Dataset section start

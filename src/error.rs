// src/error.rs

//! Unified error handling for the gazette crawler.

use std::fmt;

use thiserror::Error;

/// Result type alias for crawler operations.
pub type Result<T> = std::result::Result<T, AppError>;

/// Unified application error type.
#[derive(Error, Debug)]
pub enum AppError {
    /// I/O operation failed
    #[error("I/O error: {0}")]
    Io(#[from] std::io::Error),

    /// HTTP request failed
    #[error("HTTP error: {0}")]
    Http(#[from] reqwest::Error),

    /// JSON serialization/deserialization failed
    #[error("JSON error: {0}")]
    Json(#[from] serde_json::Error),

    /// TOML parsing failed
    #[error("TOML parse error: {0}")]
    Toml(#[from] toml::de::Error),

    /// URL parsing failed
    #[error("URL parse error: {0}")]
    Url(#[from] url::ParseError),

    /// Publication date could not be parsed
    #[error("Date parse error for '{input}': {source}")]
    Date {
        input: String,
        source: chrono::ParseError,
    },

    /// CSS selector parsing failed
    #[error("Invalid selector '{selector}': {message}")]
    Selector { selector: String, message: String },

    /// Configuration error
    #[error("Configuration error: {0}")]
    Config(String),

    /// Data validation error
    #[error("Validation error: {0}")]
    Validation(String),

    /// Listing discovery error
    #[error("Discovery error: {0}")]
    Discovery(String),

    /// Source document could not be read
    #[error("Document error for {url}: {message}")]
    Document { url: String, message: String },

    /// Notification dispatch failed
    #[error("Mail error: {0}")]
    Mail(String),

    /// Persisted store failed
    #[error("Store error: {0}")]
    Store(String),
}

impl AppError {
    /// Create a selector parsing error.
    pub fn selector(selector: impl Into<String>, message: impl fmt::Display) -> Self {
        Self::Selector {
            selector: selector.into(),
            message: message.to_string(),
        }
    }

    /// Create a date parsing error.
    pub fn date(input: impl Into<String>, source: chrono::ParseError) -> Self {
        Self::Date {
            input: input.into(),
            source,
        }
    }

    /// Create a configuration error.
    pub fn config(message: impl Into<String>) -> Self {
        Self::Config(message.into())
    }

    /// Create a validation error.
    pub fn validation(message: impl Into<String>) -> Self {
        Self::Validation(message.into())
    }

    /// Create a discovery error.
    pub fn discovery(message: impl Into<String>) -> Self {
        Self::Discovery(message.into())
    }

    /// Create a document error with the offending URL.
    pub fn document(url: impl Into<String>, message: impl fmt::Display) -> Self {
        Self::Document {
            url: url.into(),
            message: message.to_string(),
        }
    }

    /// Create a mail error.
    pub fn mail(message: impl fmt::Display) -> Self {
        Self::Mail(message.to_string())
    }

    /// Create a store error.
    pub fn store(message: impl fmt::Display) -> Self {
        Self::Store(message.to_string())
    }
}

#[cfg(feature = "mysql")]
impl From<sqlx::Error> for AppError {
    fn from(e: sqlx::Error) -> Self {
        Self::Store(e.to_string())
    }
}
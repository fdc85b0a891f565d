// src/services/notifier.rs

//! Email notification of new gazette notices.

use async_trait::async_trait;
use lettre::message::header::ContentType;
use lettre::message::Mailbox;
use lettre::transport::smtp::authentication::Credentials;
use lettre::{AsyncSmtpTransport, AsyncTransport, Message, Tokio1Executor};

use crate::error::{AppError, Result};
use crate::models::{MailConfig, NoticeBatch};
use crate::utils::escape_html;

/// Dispatches a summary of a batch to its readers.
#[async_trait]
pub trait Notifier: Send + Sync {
    /// Deliver the batch summary. An error means nobody was told.
    async fn notify(&self, batch: &NoticeBatch) -> Result<()>;
}

/// Render the HTML report for a batch.
///
/// One table row per notice; page and download links are labelled with the
/// notice title.
pub fn render_report(batch: &NoticeBatch) -> String {
    let mut rows = String::new();
    for notice in batch.notices() {
        let title = escape_html(&notice.title);
        rows.push_str(&format!(
            "<tr><td>{date}</td><td>{issue}</td><td>{title}</td>\
             <td><a href=\"{page}\">Page {title}</a></td>\
             <td><a href=\"{download}\">Download {title}</a></td>\
             <td>{tag}</td></tr>\n",
            date = notice.publication_date.format("%Y-%m-%d"),
            issue = escape_html(&notice.issue_category),
            page = escape_html(&notice.page_link),
            download = escape_html(&notice.download_link),
            tag = escape_html(&notice.classification.label()),
        ));
    }

    format!(
        "<html>\n<body>\n\
         <h2>Recent Kenya Law Notices</h2>\n\
         <h3>Date: <b>{date}</b></h3>\n\
         <p>Please find below the latest gazette posts:</p>\n\
         <table border=\"1\">\n\
         <thead><tr><th>Date</th><th>Issue</th><th>Title</th><th>Page Link</th>\
         <th>Download Link</th><th>EPRA/Energy Act</th></tr></thead>\n\
         <tbody>\n{rows}</tbody>\n</table>\n\
         </body>\n</html>\n",
        date = batch.publication_date().format("%d %B, %Y"),
    )
}

/// Sends the report over authenticated SMTP (STARTTLS).
pub struct MailNotifier {
    transport: AsyncSmtpTransport<Tokio1Executor>,
    from: Mailbox,
    to: Vec<Mailbox>,
    subject: String,
}

impl MailNotifier {
    /// Build a notifier from validated mail settings.
    ///
    /// No connection is opened until the first message is sent.
    pub fn new(config: &MailConfig) -> Result<Self> {
        config.validate()?;

        let from = parse_mailbox(&config.from)?;
        let to = config
            .to
            .iter()
            .map(|addr| parse_mailbox(addr))
            .collect::<Result<Vec<_>>>()?;
        let credentials = Credentials::new(
            config.from.clone(),
            config.password.clone().unwrap_or_default(),
        );

        let transport = AsyncSmtpTransport::<Tokio1Executor>::starttls_relay(&config.smtp_host)
            .map_err(AppError::mail)?
            .port(config.smtp_port)
            .credentials(credentials)
            .build();

        Ok(Self {
            transport,
            from,
            to,
            subject: config.subject.clone(),
        })
    }
}

#[async_trait]
impl Notifier for MailNotifier {
    async fn notify(&self, batch: &NoticeBatch) -> Result<()> {
        let message = compose_message(&self.from, &self.to, &self.subject, batch)?;
        self.transport
            .send(message)
            .await
            .map_err(AppError::mail)?;
        log::info!(
            "Notification sent to {} recipient(s) for {}",
            self.to.len(),
            batch.publication_date()
        );
        Ok(())
    }
}

/// Assemble the full message in memory.
fn compose_message(
    from: &Mailbox,
    to: &[Mailbox],
    subject: &str,
    batch: &NoticeBatch,
) -> Result<Message> {
    let builder = to
        .iter()
        .cloned()
        .fold(Message::builder().from(from.clone()), |b, to| b.to(to));

    builder
        .subject(subject)
        .header(ContentType::TEXT_HTML)
        .body(render_report(batch))
        .map_err(AppError::mail)
}

fn parse_mailbox(addr: &str) -> Result<Mailbox> {
    addr.trim()
        .parse::<Mailbox>()
        .map_err(|e| AppError::mail(format!("invalid address '{addr}': {e}")))
}
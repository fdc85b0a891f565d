// src/lib.rs

//! Kenya gazette crawler library.

pub mod error;
pub mod models;
pub mod pipeline;
pub mod services;
pub mod storage;
pub mod utils;
//! MySQL storage implementation.
//!
//! Talks to the existing notice table by column name; the table is created
//! and owned elsewhere, so nothing here issues DDL. Columns used:
//! `Date`, `Issue`, `Title`, `Page Link`, `Download Link`, `EPRA/Energy Act`.

use std::collections::HashSet;
use std::env;

use async_trait::async_trait;
use base64::Engine;
use base64::engine::general_purpose::STANDARD;
use chrono::{NaiveDate, NaiveDateTime, NaiveTime};
use sqlx::Row;
use sqlx::mysql::{MySqlConnectOptions, MySqlPool, MySqlPoolOptions};

use crate::error::{AppError, Result};
use crate::models::{NoticeBatch, StorageConfig};
use crate::storage::{NoticeStore, StoreSummary};

/// Database used with the legacy credential variables.
const LEGACY_DATABASE: &str = "legal";

/// MySQL-backed notice store.
pub struct MySqlStore {
    pool: MySqlPool,
    table: String,
}

impl MySqlStore {
    /// Connect using `DATABASE_URL`, or the legacy `USER_NAME`/`PASSWORD`
    /// (base64) and `HOST`/`PORT` variables when no URL is configured.
    pub async fn connect(config: &StorageConfig) -> Result<Self> {
        let options = match &config.database_url {
            Some(url) => url.parse::<MySqlConnectOptions>()?,
            None => legacy_options()?,
        };
        let pool = MySqlPoolOptions::new()
            .max_connections(1)
            .connect_with(options)
            .await?;

        log::info!("Connected to MySQL store, table `{}`", config.table);
        Ok(Self {
            pool,
            table: quote_ident(&config.table),
        })
    }
}

#[async_trait]
impl NoticeStore for MySqlStore {
    async fn contains_date(&self, date: NaiveDate) -> Result<bool> {
        let sql = format!("SELECT 1 FROM {} WHERE `Date` = ? LIMIT 1", self.table);
        let row = sqlx::query(&sql)
            .bind(midnight(date))
            .fetch_optional(&self.pool)
            .await?;
        Ok(row.is_some())
    }

    async fn known_links(&self, date: NaiveDate) -> Result<HashSet<String>> {
        let sql = format!(
            "SELECT `Download Link` FROM {} WHERE `Date` = ?",
            self.table
        );
        let rows = sqlx::query(&sql)
            .bind(midnight(date))
            .fetch_all(&self.pool)
            .await?;
        rows.iter()
            .map(|row| row.try_get::<String, _>("Download Link").map_err(AppError::from))
            .collect()
    }

    async fn append(&self, batch: &NoticeBatch) -> Result<usize> {
        let sql = format!(
            "INSERT INTO {} (`Date`, `Issue`, `Title`, `Page Link`, `Download Link`, `EPRA/Energy Act`) \
             VALUES (?, ?, ?, ?, ?, ?)",
            self.table
        );

        let mut tx = self.pool.begin().await?;
        for notice in batch.notices() {
            sqlx::query(&sql)
                .bind(midnight(notice.publication_date))
                .bind(&notice.issue_category)
                .bind(&notice.title)
                .bind(&notice.page_link)
                .bind(&notice.download_link)
                .bind(notice.classification.label())
                .execute(&mut *tx)
                .await?;
        }
        tx.commit().await?;

        log::info!("Inserted {} notice(s) into {}", batch.len(), self.table);
        Ok(batch.len())
    }

    async fn summary(&self) -> Result<StoreSummary> {
        let sql = format!(
            "SELECT COUNT(*) AS row_count, CAST(MAX(`Date`) AS DATE) AS latest FROM {}",
            self.table
        );
        let row = sqlx::query(&sql).fetch_one(&self.pool).await?;
        let row_count: i64 = row.try_get("row_count")?;
        let latest_date: Option<NaiveDate> = row.try_get("latest")?;

        Ok(StoreSummary {
            location: format!("mysql table {}", self.table),
            row_count: usize::try_from(row_count).unwrap_or_default(),
            latest_date,
        })
    }
}

/// Stored dates carry a midnight time component.
fn midnight(date: NaiveDate) -> NaiveDateTime {
    date.and_time(NaiveTime::MIN)
}

/// Quote a table name for MySQL, which may contain spaces.
fn quote_ident(name: &str) -> String {
    format!("`{}`", name.replace('`', "``"))
}

fn legacy_options() -> Result<MySqlConnectOptions> {
    let user = decode_env("USER_NAME")?;
    let password = decode_env("PASSWORD")?;
    let host = env::var("HOST").map_err(|_| AppError::config("HOST must be set"))?;
    let port = env::var("PORT")
        .unwrap_or_else(|_| "3306".to_string())
        .parse::<u16>()
        .map_err(|_| AppError::config("PORT must be a valid number"))?;

    Ok(MySqlConnectOptions::new()
        .host(&host)
        .port(port)
        .username(&user)
        .password(&password)
        .database(LEGACY_DATABASE))
}

fn decode_env(name: &str) -> Result<String> {
    let encoded = env::var(name).map_err(|_| AppError::config(format!("{name} must be set")))?;
    decode_base64(&encoded).map_err(|e| AppError::config(format!("{name}: {e}")))
}

fn decode_base64(encoded: &str) -> std::result::Result<String, String> {
    let bytes = STANDARD
        .decode(encoded.trim())
        .map_err(|e| format!("not base64: {e}"))?;
    String::from_utf8(bytes).map_err(|e| format!("not UTF-8: {e}"))
}
//! Application configuration structures.

use std::env;
use std::fs;
use std::path::{Path, PathBuf};

use serde::{Deserialize, Serialize};

use crate::error::{AppError, Result};

/// Environment variable holding the SMTP password.
pub const SMTP_PASSWORD_ENV: &str = "GAZETTE_SMTP_PASSWORD";

/// Environment variable holding the store connection string.
pub const DATABASE_URL_ENV: &str = "DATABASE_URL";

/// Dotenv files read for secrets, in order, relative to the working directory.
const ENV_FILES: [&str; 2] = ["config.env", ".env"];

/// Root application configuration.
///
/// Built once per run and passed down explicitly; nothing in the crate reads
/// credentials from process-wide state after loading.
#[derive(Debug, Clone, Serialize, Deserialize, Default)]
pub struct Config {
    /// HTTP client settings
    #[serde(default)]
    pub crawler: CrawlerConfig,

    /// Listing site layout
    #[serde(default)]
    pub site: SiteConfig,

    /// Notification settings
    #[serde(default)]
    pub mail: MailConfig,

    /// Persisted store settings
    #[serde(default)]
    pub storage: StorageConfig,
}

impl Config {
    /// Load configuration from a TOML file.
    pub fn load(path: impl AsRef<Path>) -> Result<Self> {
        let content = fs::read_to_string(path)?;
        Ok(toml::from_str(&content)?)
    }

    /// Load configuration or return default if loading fails.
    pub fn load_or_default(path: impl AsRef<Path>) -> Self {
        Self::load(&path).unwrap_or_else(|e| {
            log::warn!(
                "Config load failed from {:?}: {}. Using defaults.",
                path.as_ref(),
                e
            );
            Self::default()
        })
    }

    /// Fill secrets from the environment.
    ///
    /// `config.env` and `.env` are loaded first when present; variables
    /// already set in the environment win.
    pub fn with_env_secrets(mut self) -> Self {
        for name in ENV_FILES {
            if let Err(e) = load_env_file(Path::new(name)) {
                log::warn!("Ignoring env file: {}", e);
            }
        }

        if let Ok(password) = env::var(SMTP_PASSWORD_ENV) {
            self.mail.password = Some(password);
        }
        if let Ok(url) = env::var(DATABASE_URL_ENV) {
            self.storage.database_url = Some(url);
        }
        self
    }

    /// Validate configuration values needed for discovery and storage.
    pub fn validate(&self) -> Result<()> {
        if self.crawler.user_agent.trim().is_empty() {
            return Err(AppError::validation("crawler.user_agent is empty"));
        }
        if self.crawler.timeout_secs == 0 {
            return Err(AppError::validation("crawler.timeout_secs must be > 0"));
        }
        url::Url::parse(&self.site.base_url)
            .map_err(|e| AppError::validation(format!("site.base_url is invalid: {e}")))?;
        if self.site.year_prefix.is_empty() {
            return Err(AppError::validation("site.year_prefix is empty"));
        }
        if self.site.date_format.trim().is_empty() {
            return Err(AppError::validation("site.date_format is empty"));
        }
        if self.storage.backend == StorageBackend::Local && self.storage.path.trim().is_empty() {
            return Err(AppError::validation("storage.path is empty"));
        }
        if self.storage.backend == StorageBackend::MySql && self.storage.table.trim().is_empty() {
            return Err(AppError::validation("storage.table is empty"));
        }
        Ok(())
    }
}

/// Load a dotenv file into the process environment.
///
/// Returns `Ok(false)` when the file does not exist; a file that exists but
/// cannot be read or parsed is an error.
fn load_env_file(path: &Path) -> Result<bool> {
    match dotenvy::from_path(path) {
        Ok(()) => Ok(true),
        Err(e) if e.not_found() => Ok(false),
        Err(e) => Err(AppError::config(format!("{}: {e}", path.display()))),
    }
}

/// HTTP client settings.
#[derive(Debug, Clone, Serialize, Deserialize)]
pub struct CrawlerConfig {
    /// User-Agent header for HTTP requests
    #[serde(default = "defaults::user_agent")]
    pub user_agent: String,

    /// Request timeout in seconds
    #[serde(default = "defaults::timeout")]
    pub timeout_secs: u64,
}

impl Default for CrawlerConfig {
    fn default() -> Self {
        Self {
            user_agent: defaults::user_agent(),
            timeout_secs: defaults::timeout(),
        }
    }
}

/// Layout of the gazette listing site.
#[derive(Debug, Clone, Serialize, Deserialize)]
pub struct SiteConfig {
    /// Root listing URL; the year archive path is appended to it
    #[serde(default = "defaults::base_url")]
    pub base_url: String,

    /// Prefix identifying a year label on the root listing
    #[serde(default = "defaults::year_prefix")]
    pub year_prefix: String,

    /// chrono format of the date cells
    #[serde(default = "defaults::date_format")]
    pub date_format: String,

    /// Appended to a notice page link to reach its source document
    #[serde(default = "defaults::download_suffix")]
    pub download_suffix: String,

    /// Issue category used when the listing cell is blank
    #[serde(default = "defaults::default_issue")]
    pub default_issue: String,

    /// Directory for scoped document downloads (system temp dir if unset)
    #[serde(default, skip_serializing_if = "Option::is_none")]
    pub download_dir: Option<PathBuf>,
}

impl Default for SiteConfig {
    fn default() -> Self {
        Self {
            base_url: defaults::base_url(),
            year_prefix: defaults::year_prefix(),
            date_format: defaults::date_format(),
            download_suffix: defaults::download_suffix(),
            default_issue: defaults::default_issue(),
            download_dir: None,
        }
    }
}

/// Outbound notification settings.
#[derive(Debug, Clone, Serialize, Deserialize)]
pub struct MailConfig {
    /// Sender address, also used as the SMTP login
    #[serde(default)]
    pub from: String,

    /// Recipient addresses
    #[serde(default)]
    pub to: Vec<String>,

    /// Message subject
    #[serde(default = "defaults::subject")]
    pub subject: String,

    /// SMTP relay host
    #[serde(default = "defaults::smtp_host")]
    pub smtp_host: String,

    /// SMTP submission port (STARTTLS)
    #[serde(default = "defaults::smtp_port")]
    pub smtp_port: u16,

    /// SMTP password, only ever taken from the environment
    #[serde(skip)]
    pub password: Option<String>,
}

impl MailConfig {
    /// Validate that a message can be addressed and authenticated.
    pub fn validate(&self) -> Result<()> {
        if self.from.trim().is_empty() {
            return Err(AppError::validation("mail.from is empty"));
        }
        if self.to.is_empty() {
            return Err(AppError::validation("mail.to has no recipients"));
        }
        if self.smtp_host.trim().is_empty() {
            return Err(AppError::validation("mail.smtp_host is empty"));
        }
        if self.password.as_deref().is_none_or(str::is_empty) {
            return Err(AppError::validation(format!(
                "{SMTP_PASSWORD_ENV} is not set"
            )));
        }
        Ok(())
    }
}

impl Default for MailConfig {
    fn default() -> Self {
        Self {
            from: String::new(),
            to: Vec::new(),
            subject: defaults::subject(),
            smtp_host: defaults::smtp_host(),
            smtp_port: defaults::smtp_port(),
            password: None,
        }
    }
}

/// Which store implementation holds previously seen notices.
#[derive(Debug, Clone, Copy, Serialize, Deserialize, PartialEq, Eq, Default)]
#[serde(rename_all = "lowercase")]
pub enum StorageBackend {
    /// JSON file on the local filesystem
    #[default]
    Local,
    /// MySQL table (requires the `mysql` feature)
    #[serde(rename = "mysql")]
    MySql,
}

/// What makes a batch a repeat of already processed data.
#[derive(Debug, Clone, Copy, Serialize, Deserialize, PartialEq, Eq, Default)]
#[serde(rename_all = "lowercase")]
pub enum DedupMode {
    /// Any stored row with the same publication date
    #[default]
    Date,
    /// Same publication date and same download link
    Notice,
}

/// Persisted store settings.
#[derive(Debug, Clone, Serialize, Deserialize)]
pub struct StorageConfig {
    #[serde(default)]
    pub backend: StorageBackend,

    /// JSON file used by the local backend
    #[serde(default = "defaults::storage_path")]
    pub path: String,

    /// Table used by the MySQL backend
    #[serde(default = "defaults::table")]
    pub table: String,

    #[serde(default)]
    pub dedup: DedupMode,

    /// Connection string, only ever taken from the environment
    #[serde(skip)]
    pub database_url: Option<String>,
}

impl Default for StorageConfig {
    fn default() -> Self {
        Self {
            backend: StorageBackend::default(),
            path: defaults::storage_path(),
            table: defaults::table(),
            dedup: DedupMode::default(),
            database_url: None,
        }
    }
}

mod defaults {
    // Crawler defaults
    pub fn user_agent() -> String {
        "Mozilla/5.0 (compatible; gazette-crawler/0.1)".into()
    }
    pub fn timeout() -> u64 {
        30
    }

    // Site defaults
    pub fn base_url() -> String {
        "https://new.kenyalaw.org/gazettes/".into()
    }
    pub fn year_prefix() -> String {
        "20".into()
    }
    pub fn date_format() -> String {
        "%d %B %Y".into()
    }
    pub fn download_suffix() -> String {
        "/source".into()
    }
    pub fn default_issue() -> String {
        "Weekly Issue".into()
    }

    // Mail defaults
    pub fn subject() -> String {
        "Recent Kenya Law Weekly Notice".into()
    }
    pub fn smtp_host() -> String {
        "smtp.gmail.com".into()
    }
    pub fn smtp_port() -> u16 {
        587
    }

    // Storage defaults
    pub fn storage_path() -> String {
        "storage/notices.json".into()
    }
    pub fn table() -> String {
        "gazett notice db".into()
    }
}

Dataset section end

This exercise requires the number of lines in the entries holding the word "input", written alone.

§ **Response area**
4